Philosophy in American Beauty

This post aims at providing some more background information on a previous post regarding the film American Beauty (click to read “Scapegoating in American Beauty”). It explores the philosophical foundations of ressentiment.

In the world of philosophy there are two German names that automatically pop up regarding the discussion on ressentiment, namely Friedrich Nietzsche (1844-1900) and Max Scheler (1874-1928).

Zur Genealogie der MoralFriedrich Nietzsche discussed ressentiment primarily in his work Zur Genealogie der Moral (On the Genealogy of Morals/Morality – click here for pdf version of this book in English). In Nietzsche’s view, the Jewish-Christian foundation of morality grew out of the weaker men’s pride when these were confronted with a noble and aristocratic ruling group of stronger men. The weaker men, the slaves, reject the morals of the stronger men, the masters. The slave denies being envious of the master and develops a sense of superiority by claiming that the values the master lives by are not desirable at all. According to Nietzsche, Jewish-Christian slave morality triumphs over the master morality of Greco-Roman Antiquity when people start feeling guilty and ashamed about belonging to the group of masters. This is the ultimate revenge of the slaves for not being able to aspire to the same values as the masters. The slaves convince themselves and the masters that the slave morality (the inverse of the master morality) is the desirable model of life, and that the master morality is contemptible.

Das Ressentiment im Aufbau der MoralenMax Scheler critiqued Nietzsche on these issues in his work Ressentiment. According to Scheler, Nietzsche’s account of ressentiment is very convincing, but he is wrong to consider it as the main source of Judeo-Christian tradition.

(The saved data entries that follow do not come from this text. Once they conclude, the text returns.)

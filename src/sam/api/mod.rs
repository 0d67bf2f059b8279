//! HTTP boundary.
//!
//! Safety at the edge: request-ID propagation for log correlation,
//! double-submit-cookie CSRF protection, and a CORS policy that refuses
//! the credentials-with-wildcard foot-gun. The [`app`] module wires the
//! three middlewares around the API router.

pub mod app;
pub mod cors;
pub mod csrf;
pub mod request_id;
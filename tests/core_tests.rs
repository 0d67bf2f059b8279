//! End-to-end wiring through the `Core` root: factory-built agents over
//! shared collaborators, plus teardown.

mod common;

use common::{text_response, MockProvider};
use sam::cache::engine::CacheEngine;
use sam::circuit_breaker::reset_circuit_breakers;
use sam::context::RequestContext;
use sam::core::{Core, CoreAgentBuilder};
use sam::db::engine::DatabaseEngine;
use sam::factory::AgentFactory;
use std::sync::Arc;

#[tokio::test]
async fn test_core_factory_end_to_end() {
    reset_circuit_breakers();

    let dir = tempfile::tempdir().expect("tempdir");
    let url = format!("sqlite:///{}", dir.path().join("core.db").to_string_lossy());
    let core = Core::build(DatabaseEngine::new(url), CacheEngine::new(None))
        .await
        .expect("core");

    let provider = MockProvider::new(vec![text_response("wired"), text_response("cached agent")]);
    let builder = CoreAgentBuilder::new(Arc::clone(&core), provider)
        .with_system_prompt("You are SAM.")
        .with_max_iterations(3);
    let factory = AgentFactory::new(Arc::new(builder));

    let ctx = RequestContext::new("alice");
    let agent = factory.get_agent(&ctx).await.expect("agent");
    let reply = agent.run("hello", "s1", &ctx, true).await.expect("run");
    assert_eq!(reply, "wired");

    // Same identity: cached agent, shared memory store.
    let again = factory.get_agent(&ctx).await.expect("agent");
    assert!(Arc::ptr_eq(&agent, &again));
    let history = core.memory().load_messages("s1").await.expect("history");
    assert_eq!(history.len(), 3);

    factory.clear_all().await;
    core.close().await;
}

#[tokio::test]
async fn test_core_registry_is_shared() {
    reset_circuit_breakers();

    let dir = tempfile::tempdir().expect("tempdir");
    let url = format!("sqlite:///{}", dir.path().join("core2.db").to_string_lossy());
    let core = Core::build(DatabaseEngine::new(url), CacheEngine::new(None))
        .await
        .expect("core");

    assert!(core.registry().is_empty());
    core.registry().register(common::EchoTool::named("echo"));
    assert!(core.registry().has_tool("echo"));
    assert_eq!(core.registry().tool_definitions().len(), 1);

    core.close().await;
}
//! Configuration and environment variable validation.
//!
//! Validation runs once at startup: every registered
//! [`EnvVarSpec`] is checked, problems are *collected* rather than
//! reported one at a time, and [`ConfigValidator::validate_all`] raises a
//! single multi-line [`ConfigValidationError`] so operators see the whole
//! damage at once. Warnings (e.g. a provider selected without its API key)
//! are logged but do not fail startup.

use log::{debug, info, warn};
use std::collections::HashMap;
use std::fmt;

/// Specification for one environment variable.
pub struct EnvVarSpec {
    pub name: &'static str,
    pub required: bool,
    pub default: Option<&'static str>,
    /// Custom predicate; a `false` return marks the value invalid.
    pub validator: Option<fn(&str) -> bool>,
    pub description: &'static str,
    /// Sensitive values are masked in logs.
    pub sensitive: bool,
}

impl EnvVarSpec {
    /// Spec with no default, validator, or sensitivity.
    pub fn new(name: &'static str) -> Self {
        Self {
            name,
            required: false,
            default: None,
            validator: None,
            description: "",
            sensitive: false,
        }
    }

    pub fn required(mut self) -> Self {
        self.required = true;
        self
    }

    pub fn with_default(mut self, default: &'static str) -> Self {
        self.default = Some(default);
        self
    }

    pub fn with_validator(mut self, validator: fn(&str) -> bool) -> Self {
        self.validator = Some(validator);
        self
    }

    pub fn with_description(mut self, description: &'static str) -> Self {
        self.description = description;
        self
    }

    pub fn sensitive(mut self) -> Self {
        self.sensitive = true;
        self
    }
}

/// Raised when configuration validation fails; carries every collected
/// problem.
#[derive(Debug, Clone)]
pub struct ConfigValidationError {
    pub errors: Vec<String>,
}

impl fmt::Display for ConfigValidationError {
    fn fmt(&self, f: &mut fmt::Formatter<'_>) -> fmt::Result {
        writeln!(f, "Environment validation failed:")?;
        for err in &self.errors {
            writeln!(f, "  - {}", err)?;
        }
        Ok(())
    }
}

impl std::error::Error for ConfigValidationError {}

/// Collects env-var checks and raises them as one error.
#[derive(Default)]
pub struct ConfigValidator {
    errors: Vec<String>,
    warnings: Vec<String>,
    validated_vars: HashMap<String, String>,
}

impl ConfigValidator {
    pub fn new() -> Self {
        Self::default()
    }

    /// Record a warning surfaced during validation.
    pub fn add_warning(&mut self, warning: impl Into<String>) {
        self.warnings.push(warning.into());
    }

    /// Check one environment variable against its spec.
    pub fn add_env_var(&mut self, spec: EnvVarSpec) {
        let value = std::env::var(spec.name)
            .ok()
            .filter(|v| !v.is_empty())
            .or_else(|| spec.default.map(String::from));

        let value = match value {
            Some(value) => value,
            None => {
                if spec.required {
                    self.errors.push(format!(
                        "Required environment variable '{}' is not set",
                        spec.name
                    ));
                } else if !spec.description.is_empty() {
                    debug!(
                        "Optional env var '{}' not set: {}",
                        spec.name, spec.description
                    );
                }
                return;
            }
        };

        if let Some(validator) = spec.validator {
            if !validator(&value) {
                self.errors.push(format!(
                    "Environment variable '{}' has invalid value",
                    spec.name
                ));
                return;
            }
        }

        let display_value = if spec.sensitive { "***" } else { value.as_str() };
        info!("Validated env var '{}': {}", spec.name, display_value);
        self.validated_vars.insert(spec.name.to_string(), value);
    }

    /// Raise every collected error at once, or return the validated map.
    pub fn validate_all(self) -> Result<HashMap<String, String>, ConfigValidationError> {
        if !self.errors.is_empty() {
            return Err(ConfigValidationError { errors: self.errors });
        }
        for warning in &self.warnings {
            warn!("{}", warning);
        }
        info!(
            "Environment validation successful: {} variables validated",
            self.validated_vars.len()
        );
        Ok(self.validated_vars)
    }

    /// Errors collected so far (for tests).
    pub fn errors(&self) -> &[String] {
        &self.errors
    }

    /// Warnings collected so far.
    pub fn warnings(&self) -> &[String] {
        &self.warnings
    }
}

fn is_http_url(v: &str) -> bool {
    v.starts_with("http://") || v.starts_with("https://")
}

fn is_bool_flag(v: &str) -> bool {
    matches!(
        v.to_ascii_lowercase().as_str(),
        "true" | "false" | "1" | "0" | "yes" | "no"
    )
}

fn is_fernet_key(v: &str) -> bool {
    v.len() == 44 && v.ends_with('=')
}

fn is_known_provider(v: &str) -> bool {
    matches!(v, "openai" | "anthropic" | "xai" | "openai_compat" | "local")
}

fn is_positive_sol_cap(v: &str) -> bool {
    v.parse::<f64>().map(|x| x > 0.0 && x <= 100.0).unwrap_or(false)
}

/// Create the validator for SAM framework configuration.
pub fn create_sam_config_validator() -> ConfigValidator {
    let mut validator = ConfigValidator::new();

    validator.add_env_var(
        EnvVarSpec::new("SAM_FERNET_KEY")
            .required()
            .with_validator(is_fernet_key)
            .with_description("Encryption key for secure wallet storage")
            .sensitive(),
    );

    validator.add_env_var(
        EnvVarSpec::new("LLM_PROVIDER")
            .with_default("openai")
            .with_validator(is_known_provider)
            .with_description("LLM provider to use for AI operations"),
    );

    validator.add_env_var(
        EnvVarSpec::new("SAM_SOLANA_RPC_URL")
            .with_default("https://api.mainnet-beta.solana.com")
            .with_validator(is_http_url)
            .with_description("Solana RPC endpoint URL"),
    );

    validator.add_env_var(
        EnvVarSpec::new("RATE_LIMITING_ENABLED")
            .with_default("true")
            .with_validator(is_bool_flag)
            .with_description("Enable/disable rate limiting for API calls"),
    );

    validator.add_env_var(
        EnvVarSpec::new("MAX_TRANSACTION_SOL")
            .with_default("1.0")
            .with_validator(is_positive_sol_cap)
            .with_description("Maximum SOL amount per transaction"),
    );

    validator.add_env_var(
        EnvVarSpec::new("BRAVE_API_KEY")
            .with_validator(|v| v.len() > 10)
            .with_description("Brave Search API key for web search functionality")
            .sensitive(),
    );

    // Conditional requirements: the selected provider should have its key.
    let provider = std::env::var("LLM_PROVIDER").unwrap_or_else(|_| "openai".to_string());
    let missing = |name: &str| std::env::var(name).map(|v| v.is_empty()).unwrap_or(true);
    match provider.as_str() {
        "openai" | "openai_compat" if missing("OPENAI_API_KEY") => {
            validator.add_warning(format!(
                "LLM_PROVIDER is '{}' but OPENAI_API_KEY is not set",
                provider
            ));
        }
        "anthropic" if missing("ANTHROPIC_API_KEY") => {
            validator.add_warning("LLM_PROVIDER is 'anthropic' but ANTHROPIC_API_KEY is not set");
        }
        "xai" if missing("XAI_API_KEY") => {
            validator.add_warning("LLM_PROVIDER is 'xai' but XAI_API_KEY is not set");
        }
        _ => {}
    }

    validator
}

/// A validated numeric configuration value.
#[derive(Debug, Clone, Copy, PartialEq)]
pub enum ValidatedNumber {
    Integer(i64),
    Float(f64),
}

/// Validate known numeric values against their expected ranges.
pub fn validate_numeric_ranges(
    values: &HashMap<String, String>,
) -> Result<HashMap<String, ValidatedNumber>, ConfigValidationError> {
    enum Kind {
        Int,
        Float,
    }
    let ranges: [(&str, f64, f64, Kind); 5] = [
        ("MAX_TRANSACTION_SOL", 0.001, 100.0, Kind::Float),
        ("DEFAULT_SLIPPAGE", 1.0, 50.0, Kind::Int),
        ("MAX_RETRIES", 1.0, 10.0, Kind::Int),
        ("TIMEOUT_SECONDS", 5.0, 300.0, Kind::Int),
        ("POOL_SIZE", 1.0, 20.0, Kind::Int),
    ];

    let mut validated = HashMap::new();
    for (name, min, max, kind) in ranges {
        let Some(raw) = values.get(name) else { continue };
        let parsed = match kind {
            Kind::Int => raw
                .parse::<i64>()
                .map(ValidatedNumber::Integer)
                .map_err(|e| e.to_string()),
            Kind::Float => raw
                .parse::<f64>()
                .map(ValidatedNumber::Float)
                .map_err(|e| e.to_string()),
        };
        let value = parsed.map_err(|e| ConfigValidationError {
            errors: vec![format!("Invalid numeric value for '{}': {}", name, e)],
        })?;
        let as_float = match value {
            ValidatedNumber::Integer(v) => v as f64,
            ValidatedNumber::Float(v) => v,
        };
        if as_float < min || as_float > max {
            return Err(ConfigValidationError {
                errors: vec![format!(
                    "{} must be between {} and {}, got {}",
                    name, min, max, as_float
                )],
            });
        }
        debug!("Validated numeric value '{}': {}", name, as_float);
        validated.insert(name.to_string(), value);
    }

    Ok(validated)
}

#[cfg(test)]
mod tests {
    use super::*;

    #[test]
    fn test_fernet_key_format() {
        assert!(is_fernet_key(&format!("{}=", "a".repeat(43))));
        assert!(!is_fernet_key("short="));
        assert!(!is_fernet_key(&"a".repeat(44)));
    }

    #[test]
    fn test_errors_are_collected_not_raised_eagerly() {
        let mut v = ConfigValidator::new();
        v.add_env_var(EnvVarSpec::new("SAM_TEST_SURELY_UNSET_A").required());
        v.add_env_var(EnvVarSpec::new("SAM_TEST_SURELY_UNSET_B").required());
        assert_eq!(v.errors().len(), 2);

        let err = v.validate_all().unwrap_err();
        assert_eq!(err.errors.len(), 2);
        let rendered = err.to_string();
        assert!(rendered.contains("SAM_TEST_SURELY_UNSET_A"));
        assert!(rendered.contains("SAM_TEST_SURELY_UNSET_B"));
    }

    #[test]
    fn test_default_applies_when_unset() {
        let mut v = ConfigValidator::new();
        v.add_env_var(
            EnvVarSpec::new("SAM_TEST_DEFAULTED")
                .with_default("fallback")
                .with_validator(|s| s == "fallback"),
        );
        let vars = v.validate_all().unwrap();
        assert_eq!(vars.get("SAM_TEST_DEFAULTED").map(String::as_str), Some("fallback"));
    }

    #[test]
    fn test_numeric_ranges() {
        let mut values = HashMap::new();
        values.insert("DEFAULT_SLIPPAGE".to_string(), "5".to_string());
        values.insert("MAX_TRANSACTION_SOL".to_string(), "0.5".to_string());
        let validated = validate_numeric_ranges(&values).unwrap();
        assert_eq!(
            validated.get("DEFAULT_SLIPPAGE"),
            Some(&ValidatedNumber::Integer(5))
        );
        assert_eq!(
            validated.get("MAX_TRANSACTION_SOL"),
            Some(&ValidatedNumber::Float(0.5))
        );
    }

    #[test]
    fn test_numeric_out_of_range() {
        let mut values = HashMap::new();
        values.insert("DEFAULT_SLIPPAGE".to_string(), "90".to_string());
        assert!(validate_numeric_ranges(&values).is_err());

        values.insert("DEFAULT_SLIPPAGE".to_string(), "nope".to_string());
        assert!(validate_numeric_ranges(&values).is_err());
    }
}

This is not the moment to discuss Scheler’s critique on Nietzsche. Regarding a further reflection on the film American Beauty and other examples of ressentiment, it is useful to merely focus on the characterization of ressentiment by Nietzsche and Scheler. In an article entitled Ressentiment and Rationality for the online philosophical and anthropological magazine Paideia, Elizabeth Murray Morelli summarizes as follows:

“Drawing on Nietzsche’s and Scheler’s accounts of ressentiment, we can sum up its internal structure. It is a cycle with the following constitutive elements: an original sense of self-worth; the apprehension of and desire for certain values; the frustration of one’s desire for those values; a sense of impotence to achieve those values: a sense of the unfairness or injustice of not being able to attain them; anger, resentment, hatred towards the bearer of those values, and often a desire to seek revenge; the devaluation of the originally sought values; repression of the desire for the devalued values and of negative affects such as hatred, envy, desire for revenge; a feeling of superiority over those who seek and possess the now devalued values; and a confirmed sense of self-worth. Ressentiment is a cycle inasmuch as it recurs. The person of ressentiment relives the desires and feelings which constitute the condition even as these affects are repressed. The cycle of ressentiment, significantly, begins and ends with a sense of self-worth.”

Applied to the character Frank Fitts in the film American Beauty, ressentiment is directed at the life of homosexual couples. The cycle of ressentiment then can be specified as follows: Frank Fitts gains his sense of self-worth by the social recognition he gets from the US Marine Corps (hence he presents himself continuously as “Colonel Frank Fitts, US Marine Corps”); he realizes that he actually desires certain relationships, namely homosexual relationships; he gets frustrated because he cannot fulfill this desire out of fear to lose his social recognition; he develops a sense of injustice: it’s not fair that certain people would enjoy a life as homosexuals and he seeks revenge for this injustice; he devaluates the originally desired life as a homosexual; finally he despises homosexuals in general and is convinced that they should feel ashamed; thus Frank Fitts develops a feeling of superiority over those who possess a life as homosexual couple, and this confirms his sense of self-worth.

Frank Fitts sad old man

From the point of view of René Girard’s mimetic theory, two important observations can be made:

  1. Ressentiment, as the result of envy, relies on mimesis and mimetic desire.
  2. When a mimetically ignited desire cannot be fulfilled, the resentful person justifies mental or physical violence towards a model who possesses what the resentful person secretly desires – this is a form of scapegoating. Hence, according to Cuong Nguyen in an article for the online philosophical journal Prometheus (October 19, 2008): Ressentiment is a reassignment of the pain that accompanies a sense of one’s own inferiority/failure onto an external scapegoat. The ego creates the illusion of an enemy, a cause that can be ‘blamed’ for one’s own inferiority/failure. Thus, one was thwarted not by a failure in oneself, but rather by an external ‘evil’. This issuing of ‘blame’ leads one to desire revenge, or at least believe in the possibility of revenge.”